JD is a convenient scapegoat for all of the cultists who wish it was still 2005, but the uncomfortable reality is that the brand and company started its downward spiral well before Jay-Doh took the reigns. For example, Nike completely dropped and ignored the running market, especially the exploding trail running market, ceding it to On, Hoka, Salomon, and Altra. Billions in revenue left on the table right there. By 2020 it was a shell of its former glory, focused mainly on pushing yet another boring colorway of the Dunk, and slapping the swoosh on ugly sweatshirts that invariably ended up on a clearance rack at an outlet.

JD correctly recognized that falling revenues and product quality coupled with a bloated, directionless structure focused on everything except the actual product was a recipe for eventual disaster.
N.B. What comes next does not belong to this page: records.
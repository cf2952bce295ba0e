//! Serializable policy configuration.
//!
//! Lets a host page ship the policy settings (and their localised copy) as
//! JSON instead of code. Every field is optional; missing fields fall back to
//! the standard registration policy.

use crate::builder::PolicyBuilder;
use crate::core::{PasswordPolicy, PolicyMessages, MIN_LENGTH, SPECIAL_CHARACTERS};
use serde::{Deserialize, Serialize};
use std::collections::BTreeMap;
use tracing::debug;

pub mod error;

pub use error::ConfigError;

/// Settings for the standard rule set.
///
/// # Example
///
/// ```rust
/// use signup_guard::config::PolicyConfig;
///
/// let config = PolicyConfig::from_json_str(r#"{
///     "min_length": 10,
///     "descriptions": { "number": "At least one digit" }
/// }"#).unwrap();
///
/// let policy = config.into_policy().unwrap();
/// assert!(!policy.evaluate("Passw0rd!", "Passw0rd!").allowed());
/// assert!(policy.evaluate("Passw0rd!!", "Passw0rd!!").allowed());
/// ```
#[derive(Clone, Debug, PartialEq, Eq, Serialize, Deserialize)]
#[serde(default, deny_unknown_fields)]
pub struct PolicyConfig {
    /// Minimum number of characters
    pub min_length: usize,

    /// Characters accepted by the `special` rule
    pub special_characters: String,

    /// Rule name -> description overrides
    pub descriptions: BTreeMap<String, String>,

    /// Match and blocking messages
    pub messages: PolicyMessages,
}

impl Default for PolicyConfig {
    fn default() -> Self {
        Self {
            min_length: MIN_LENGTH,
            special_characters: SPECIAL_CHARACTERS.to_string(),
            descriptions: BTreeMap::new(),
            messages: PolicyMessages::default(),
        }
    }
}

impl PolicyConfig {
    /// Parse a JSON document.
    pub fn from_json_str(input: &str) -> Result<Self, ConfigError> {
        let config: Self = serde_json::from_str(input)?;
        Ok(config)
    }

    /// Render as pretty JSON.
    pub fn to_json_string(&self) -> Result<String, ConfigError> {
        Ok(serde_json::to_string_pretty(self)?)
    }

    /// Build the policy this configuration describes.
    pub fn into_policy(self) -> Result<PasswordPolicy, ConfigError> {
        debug!(
            min_length = self.min_length,
            overrides = self.descriptions.len(),
            "building password policy from configuration"
        );

        let builder = self
            .descriptions
            .into_iter()
            .fold(PolicyBuilder::new(), |b, (name, description)| {
                b.describe(name, description)
            });

        let policy = builder
            .min_length(self.min_length)
            .special_characters(self.special_characters)
            .messages(self.messages)
            .build()?;

        Ok(policy)
    }
}

#[cfg(test)]
mod tests {
    use super::*;
    use crate::builder::BuildError;

    #[test]
    fn empty_document_yields_standard_policy() {
        let config = PolicyConfig::from_json_str("{}").unwrap();
        assert_eq!(config, PolicyConfig::default());

        let policy = config.into_policy().unwrap();
        let standard = PasswordPolicy::standard();
        for password in ["", "abc", "Passw0rd!"] {
            assert_eq!(
                policy.check_password(password),
                standard.check_password(password)
            );
        }
    }

    #[test]
    fn partial_messages_keep_defaults() {
        let config =
            PolicyConfig::from_json_str(r#"{ "messages": { "blocked": "Fix the form" } }"#)
                .unwrap();

        assert_eq!(config.messages.blocked, "Fix the form");
        assert_eq!(config.messages.matched, "Пароли совпадают");
    }

    #[test]
    fn descriptions_are_localised() {
        let config = PolicyConfig::from_json_str(
            r#"{ "descriptions": { "length": "At least 8 characters", "special": "Symbol" } }"#,
        )
        .unwrap();

        let policy = config.into_policy().unwrap();
        let descriptions: Vec<&str> = policy.rules().iter().map(|r| r.description()).collect();
        assert_eq!(
            descriptions,
            vec![
                "At least 8 characters",
                "Заглавная буква",
                "Строчная буква",
                "Цифра",
                "Symbol"
            ]
        );
    }

    #[test]
    fn unknown_field_is_a_parse_error() {
        let result = PolicyConfig::from_json_str(r#"{ "max_length": 64 }"#);

        assert!(matches!(result, Err(ConfigError::Parse(_))));
    }

    #[test]
    fn malformed_json_is_a_parse_error() {
        let result = PolicyConfig::from_json_str("{ min_length: ");

        assert!(matches!(result, Err(ConfigError::Parse(_))));
    }

    #[test]
    fn unknown_rule_description_is_rejected() {
        let config =
            PolicyConfig::from_json_str(r#"{ "descriptions": { "emoji": "Эмодзи" } }"#).unwrap();

        let result = config.into_policy();
        assert!(matches!(
            result,
            Err(ConfigError::Build(BuildError::UnknownRule { .. }))
        ));
    }

    #[test]
    fn zero_min_length_is_rejected() {
        let config = PolicyConfig::from_json_str(r#"{ "min_length": 0 }"#).unwrap();

        assert!(matches!(
            config.into_policy(),
            Err(ConfigError::Build(BuildError::ZeroMinLength))
        ));
    }

    #[test]
    fn config_survives_json_rendering() {
        let mut config = PolicyConfig {
            min_length: 12,
            ..PolicyConfig::default()
        };
        config
            .descriptions
            .insert("number".to_string(), "Digit".to_string());

        let json = config.to_json_string().unwrap();
        assert_eq!(PolicyConfig::from_json_str(&json).unwrap(), config);
    }
}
He was correct in noting that better manufacturers don't run their businesses and supply chains solely using MS Excel and Powerpoint, and pushed back on the corrosive "not made here" and "that's not how Nike does it" attitudes endemic to those inside the berm.

He may have been the hated executioner, but what exactly has EH done that differs in any substantive way from JD's plan? Putting on a smile and bringing a jocular "I like sneakers" attitude while laying off yet more people and demoralizing the survivors? Begging Big 5 for more shelf space? OK, maybe that, but isn't that a little late and a dollar short by now?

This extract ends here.